TASK »
Look at every line of the material and count the ones holding the word "without". The answer is the number only.

SOURCE MATERIAL section start

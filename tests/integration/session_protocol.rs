//! Integration tests for the session lifecycle
//!
//! Tests the flow: RunnerHost -> MockWorker RPCs -> activity replies -> done

use std::sync::Arc;

use tether::comm::{
    ActivityReplyRequest, CommError, ErrorReport, ExecuteRequest, Outcome, RunnerService,
    StartRequest,
};
use tether::script::LoadError;
use tether::{RunnerError, Value};

use super::common::{fatal_recorder, next_event, wait_for_idle, CodeFixture, MockWorker, WorkerEvent};

const INCREMENT: &str = "\
import durable

@durable.activity
def fetch(x):
    return x * 100

def increment(event):
    value = fetch(event)
    print('got', value)
    return value
";

const NESTED: &str = "\
import durable

@durable.activity
def inner(x):
    return x + 1

@durable.activity
def outer(x):
    return inner(x) * 2

def main(event):
    return outer(event)
";

fn start(entry_point: &str, event: Value) -> StartRequest {
    StartRequest {
        runner_id: "r1".to_string(),
        entry_point: entry_point.to_string(),
        event,
    }
}

/// Test that an activity is submitted, resolved by reply, and the session
/// reports its final value
#[tokio::test(flavor = "multi_thread")]
async fn test_activity_reply_resumes_the_session() {
    let code = CodeFixture::new().with_file("wf.flow", INCREMENT);
    let (worker, mut events) = MockWorker::new();
    let host = code.host(worker.clone());

    let started = host
        .start(start("wf.flow:increment", Value::Integer(41)))
        .await
        .expect("session should start");
    assert_eq!(started.runner_id, "r1");
    assert!(started.functions.contains(&"increment".to_string()));

    let request = match next_event(&mut events).await {
        WorkerEvent::Activity(request) => request,
        other => panic!("Expected an activity, got {:?}", other),
    };
    assert_eq!(request.runner_id, "r1");
    assert_eq!(request.call.function, "wf.fetch");
    assert_eq!(request.call.args, vec![Value::Integer(41)]);

    // The orchestrator answers without running the body.
    host.activity_reply(ActivityReplyRequest {
        runner_id: "r1".to_string(),
        call_id: request.data,
        outcome: Outcome::Value(Value::Integer(42)),
    })
    .await
    .expect("reply should be accepted");

    match next_event(&mut events).await {
        WorkerEvent::Done(done) => {
            assert_eq!(done.runner_id, "r1");
            assert_eq!(done.outcome, Outcome::Value(Value::Integer(42)));
        }
        other => panic!("Expected done, got {:?}", other),
    }
    wait_for_idle(&host).await;

    assert_eq!(worker.calls(), vec!["module", "callback", "print", "done"]);
    assert_eq!(worker.printed(), vec!["got 42".to_string()]);
}

/// Test that executing a pending call runs its body on the session thread
/// and keeps every nested call local
#[tokio::test(flavor = "multi_thread")]
async fn test_execute_runs_nested_calls_inline() {
    let code = CodeFixture::new().with_file("wf.flow", NESTED);
    let (worker, mut events) = MockWorker::new();
    let host = code.host(worker.clone());

    host.start(start("wf.flow:main", Value::Integer(4)))
        .await
        .unwrap();

    let request = match next_event(&mut events).await {
        WorkerEvent::Activity(request) => request,
        other => panic!("Expected an activity, got {:?}", other),
    };
    assert_eq!(request.call.function, "wf.outer");

    let outcome = host
        .execute(ExecuteRequest {
            runner_id: "r1".to_string(),
            call_id: request.data.clone(),
        })
        .await
        .expect("execute should run the recorded call");
    assert_eq!(outcome, Outcome::Value(Value::Integer(10)));

    host.activity_reply(ActivityReplyRequest {
        runner_id: "r1".to_string(),
        call_id: request.data,
        outcome,
    })
    .await
    .unwrap();

    match next_event(&mut events).await {
        WorkerEvent::Done(done) => assert_eq!(done.outcome, Outcome::Value(Value::Integer(10))),
        other => panic!("Expected done, got {:?}", other),
    }
    wait_for_idle(&host).await;
    assert_eq!(worker.count("callback"), 1);
}

/// Test that an error reply is raised into workflow code with its kind
#[tokio::test(flavor = "multi_thread")]
async fn test_error_replies_are_catchable() {
    let source = "\
import durable

@durable.activity
def charge(amount):
    return amount

def main(event):
    try:
        charge(event)
    except ActivityError as e:
        return 'declined'
    return 'charged'
";
    let code = CodeFixture::new().with_file("pay.flow", source);
    let (worker, mut events) = MockWorker::new();
    let host = code.host(worker);

    host.start(start("pay.flow:main", Value::Integer(5)))
        .await
        .unwrap();
    let request = match next_event(&mut events).await {
        WorkerEvent::Activity(request) => request,
        other => panic!("Expected an activity, got {:?}", other),
    };
    host.activity_reply(ActivityReplyRequest {
        runner_id: "r1".to_string(),
        call_id: request.data,
        outcome: Outcome::Error(ErrorReport {
            kind: "CardDeclined".to_string(),
            message: "insufficient funds".to_string(),
            traceback: Vec::new(),
        }),
    })
    .await
    .unwrap();

    match next_event(&mut events).await {
        WorkerEvent::Done(done) => assert_eq!(done.outcome, Outcome::Value(Value::from("declined"))),
        other => panic!("Expected done, got {:?}", other),
    }
}

/// Test that replies for unknown calls are rejected without disturbing the
/// pending one
#[tokio::test(flavor = "multi_thread")]
async fn test_unknown_call_ids_are_rejected() {
    let code = CodeFixture::new().with_file("wf.flow", INCREMENT);
    let (worker, mut events) = MockWorker::new();
    let host = code.host(worker);

    host.start(start("wf.flow:increment", Value::Integer(1)))
        .await
        .unwrap();
    let request = match next_event(&mut events).await {
        WorkerEvent::Activity(request) => request,
        other => panic!("Expected an activity, got {:?}", other),
    };

    let err = host
        .activity_reply(ActivityReplyRequest {
            runner_id: "r1".to_string(),
            call_id: "call-99".to_string(),
            outcome: Outcome::Value(Value::Nothing),
        })
        .await
        .unwrap_err();
    assert!(matches!(err, RunnerError::UnknownCall { ref call_id, .. } if call_id == "call-99"));

    let err = host
        .activity_reply(ActivityReplyRequest {
            runner_id: "nope".to_string(),
            call_id: request.data.clone(),
            outcome: Outcome::Value(Value::Nothing),
        })
        .await
        .unwrap_err();
    assert!(matches!(err, RunnerError::UnknownRunner(_)));

    host.activity_reply(ActivityReplyRequest {
        runner_id: "r1".to_string(),
        call_id: request.data,
        outcome: Outcome::Value(Value::Integer(2)),
    })
    .await
    .unwrap();
    match next_event(&mut events).await {
        WorkerEvent::Done(done) => assert_eq!(done.outcome, Outcome::Value(Value::Integer(2))),
        other => panic!("Expected done, got {:?}", other),
    }
}

/// Test that a fatal transport failure stops all further RPCs, including done
#[tokio::test(flavor = "multi_thread")]
async fn test_fatal_transport_failure_stops_the_session() {
    let source = "\
import durable

@durable.activity
def fetch(x):
    return x

def main(event):
    try:
        fetch(event)
    except Exception:
        pass
    print('still running')
    return 1
";
    let code = CodeFixture::new().with_file("wf.flow", source);
    let (worker, _events) =
        MockWorker::failing_activities(CommError::Unavailable("connection reset".to_string()));
    let (fatal, seen) = fatal_recorder();
    let host = code.host(worker.clone()).with_fatal_handler(fatal);

    host.start(start("wf.flow:main", Value::Nothing))
        .await
        .unwrap();
    wait_for_idle(&host).await;

    assert_eq!(worker.calls(), vec!["module", "callback"]);
    let seen = seen.lock().clone();
    assert_eq!(seen.len(), 1);
    assert!(seen[0].contains("connection reset"));
}

/// Test that load failures are reported by start and leave no runner behind
#[tokio::test(flavor = "multi_thread")]
async fn test_load_failures_fail_start() {
    let code = CodeFixture::new()
        .with_file("wf.flow", "def other(event):\n    return 1\n")
        .with_file("broken.flow", "def main(event)\n    return 1\n");
    let (worker, _events) = MockWorker::new();
    let host = code.host(worker.clone());

    let err = host.start(start("wf.flow:main", Value::Nothing)).await.unwrap_err();
    assert!(matches!(
        err,
        RunnerError::Load(LoadError::MissingFunction { ref function, .. }) if function == "main"
    ));

    let mut request = start("broken.flow:main", Value::Nothing);
    request.runner_id = "r2".to_string();
    let err = host.start(request).await.unwrap_err();
    assert!(matches!(err, RunnerError::Load(LoadError::Parse { .. })));

    let mut request = start("missing.flow:main", Value::Nothing);
    request.runner_id = "r3".to_string();
    let err = host.start(request).await.unwrap_err();
    assert!(matches!(err, RunnerError::Load(LoadError::Io { .. })));

    let err = host.start(start("not-an-entry", Value::Nothing)).await.unwrap_err();
    assert!(matches!(err, RunnerError::Load(LoadError::BadEntryPoint(_))));

    wait_for_idle(&host).await;
    assert_eq!(worker.count("module"), 0);
    assert_eq!(worker.count("done"), 0);
}

/// Test that calling a non-callable is reported with its location
#[tokio::test(flavor = "multi_thread")]
async fn test_calling_a_non_callable_names_the_line() {
    let source = "\
def main(event):
    count = 3
    return count()
";
    let code = CodeFixture::new().with_file("wf.flow", source);
    let (worker, mut events) = MockWorker::new();
    let host = code.host(worker);

    host.start(start("wf.flow:main", Value::Nothing))
        .await
        .unwrap();
    match next_event(&mut events).await {
        WorkerEvent::Done(done) => match done.outcome {
            Outcome::Error(report) => {
                assert_eq!(report.kind, "UsageError");
                assert!(report.message.contains("'int' object is not callable"));
                assert!(report.message.contains("wf.flow:3"), "{}", report.message);
            }
            other => panic!("Expected an error outcome, got {:?}", other),
        },
        other => panic!("Expected done, got {:?}", other),
    }
}

/// Test that two sessions on one host are independent
#[tokio::test(flavor = "multi_thread")]
async fn test_sessions_are_isolated() {
    let code = CodeFixture::new().with_file("wf.flow", INCREMENT);
    let (worker, mut events) = MockWorker::new();
    let host = Arc::new(code.host(worker));

    for id in ["a", "b"] {
        let mut request = start("wf.flow:increment", Value::Integer(1));
        request.runner_id = id.to_string();
        host.start(request).await.unwrap();
    }
    let mut duplicate = start("wf.flow:increment", Value::Integer(1));
    duplicate.runner_id = "a".to_string();
    assert!(matches!(
        host.start(duplicate).await.unwrap_err(),
        RunnerError::Duplicate(_)
    ));

    let mut pending = Vec::new();
    while pending.len() < 2 {
        if let WorkerEvent::Activity(request) = next_event(&mut events).await {
            pending.push(request);
        }
    }
    for request in pending {
        let reply = if request.runner_id == "a" { 10 } else { 20 };
        host.activity_reply(ActivityReplyRequest {
            runner_id: request.runner_id,
            call_id: request.data,
            outcome: Outcome::Value(Value::Integer(reply)),
        })
        .await
        .unwrap();
    }

    let mut finished = Vec::new();
    while finished.len() < 2 {
        if let WorkerEvent::Done(done) = next_event(&mut events).await {
            finished.push((done.runner_id, done.outcome));
        }
    }
    finished.sort_by(|a, b| a.0.cmp(&b.0));
    assert_eq!(
        finished,
        vec![
            ("a".to_string(), Outcome::Value(Value::Integer(10))),
            ("b".to_string(), Outcome::Value(Value::Integer(20))),
        ]
    );
}

/// Test that a panic on the execution thread still ends the session with
/// done and frees the runner
#[tokio::test(flavor = "multi_thread")]
async fn test_panics_during_execution_are_reported_through_done() {
    let source = "\
def main(event):
    print('about to fail')
    return 1
";
    let code = CodeFixture::new().with_file("wf.flow", source);
    let (worker, mut events) = MockWorker::panicking_print();
    let host = code.host(worker.clone());

    host.start(start("wf.flow:main", Value::Nothing))
        .await
        .unwrap();
    match next_event(&mut events).await {
        WorkerEvent::Done(done) => match done.outcome {
            Outcome::Error(report) => {
                assert_eq!(report.kind, "RuntimeError");
                assert!(report.message.contains("print handler exploded"), "{}", report.message);
            }
            other => panic!("Expected an error outcome, got {:?}", other),
        },
        other => panic!("Expected done, got {:?}", other),
    }
    wait_for_idle(&host).await;
    assert_eq!(worker.calls(), vec!["module", "print", "done"]);
}

/// Test that integer overflow in workflow arithmetic is a workflow error
#[tokio::test(flavor = "multi_thread")]
async fn test_integer_overflow_fails_the_session_cleanly() {
    let code = CodeFixture::new().with_file("wf.flow", "def main(event):\n    return event // -1\n");
    let (worker, mut events) = MockWorker::new();
    let host = code.host(worker.clone());

    host.start(start("wf.flow:main", Value::Integer(i64::MIN)))
        .await
        .unwrap();
    match next_event(&mut events).await {
        WorkerEvent::Done(done) => match done.outcome {
            Outcome::Error(report) => assert!(report.message.contains("overflow")),
            other => panic!("Expected an error outcome, got {:?}", other),
        },
        other => panic!("Expected done, got {:?}", other),
    }
    wait_for_idle(&host).await;
    assert_eq!(worker.calls(), vec!["module", "done"]);
}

SOURCE MATERIAL section end

EXERCISE RESULT »
2